The decision was based on the adoption of a motion jointly moved by Senator Barnabas Gemade (Benue North-East) and Senator Stella Oduah (Anambra-North) at the plenary on Tuesday, entitled, ‘Urgent Need to Control the Indiscriminate Erection of Speed Bumps on Federal Roads Nationwide.’
The Senate unanimously granted the prayers of the motion, including to “direct the Ministry of Power, Works and Housing to remove all the speed bumps indiscriminately erected on the federal highways nationwide and regulate and standardise erection of all speed bumps.”
The lawmakers also urged the Ministry of Power, Works and Housing to cause owners of petrol filling stations to build a service lane of not less than 50 metres on both sides of the stations to avoid customers turning directly to and from the highways.

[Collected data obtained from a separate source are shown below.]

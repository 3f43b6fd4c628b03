mod cd;
mod engine;
mod primitives;
mod solver;
mod targets;
mod types;

pub use cd::{CdDateError, CompoundingFrequency, calculate_cd_accrual, calculate_cd_accrual_today};
pub use engine::{calculate_comprehensive_fire, investment_gap};
pub use primitives::{
    future_value, future_value_of_series, monthly_to_daily, present_value_needed, real_return,
};
pub use solver::{
    CoastConvergeParams, ConvergenceConfig, CrossoverSearch, barista_crossover_search,
    coast_fire_converge, monthly_payment_needed, years_to_target,
};
pub use targets::{
    BaristaInputs, BaristaTarget, FireTargets, InflationAdjustedTarget, barista_fire_target,
    barista_fire_target_with_inflation, coast_fire_target, coast_fire_target_with_inflation,
    compute_targets, traditional_fire_target, traditional_fire_target_with_inflation,
};
pub use types::{
    CalculationMethod, CdAccrualResult, CoastConvergence, ComprehensiveFireResult, FireMetadata,
    FireMethod, FireSummary, FireTargetResult, FireType, GapAnalyses, InputError,
    InvestmentGapAnalysis, UserFinancialInputs, YearsToTarget,
};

They also urged the ministry to enforce setback regulations for fixed structures along the highways and urged the planning authority to enforce regulations for motor parks, markets and places of worship.
Moving the motion, Gemade said the Senate noted “with dismay” the thousands of speed bumps recently erected on almost all federal highways nationwide, ostensibly to control the speed of vehicles plying the roads.
According to Gemade, some of the hazards posed by the bumps to vehicle owners are “accelerated wear and tear of the vehicles, loss of many hours in billions (of money) when quantified nationwide, and damage to vehicle suspension systems as most of these bumps are not professionally designed.”
Seconding the motion, Senator Joshua Lidani said while Bauchi State had removed speed bumps from its roads, Nasarawa State still has many of them.
“I think there is the need for these speed bumps to be removed. If they have to be installed, let it be done professionally,” he stated.
Some senators, who spoke on the motion, however warned that removal of the bumps could lead to death, noting there are communities, schools and religious buildings along the highways.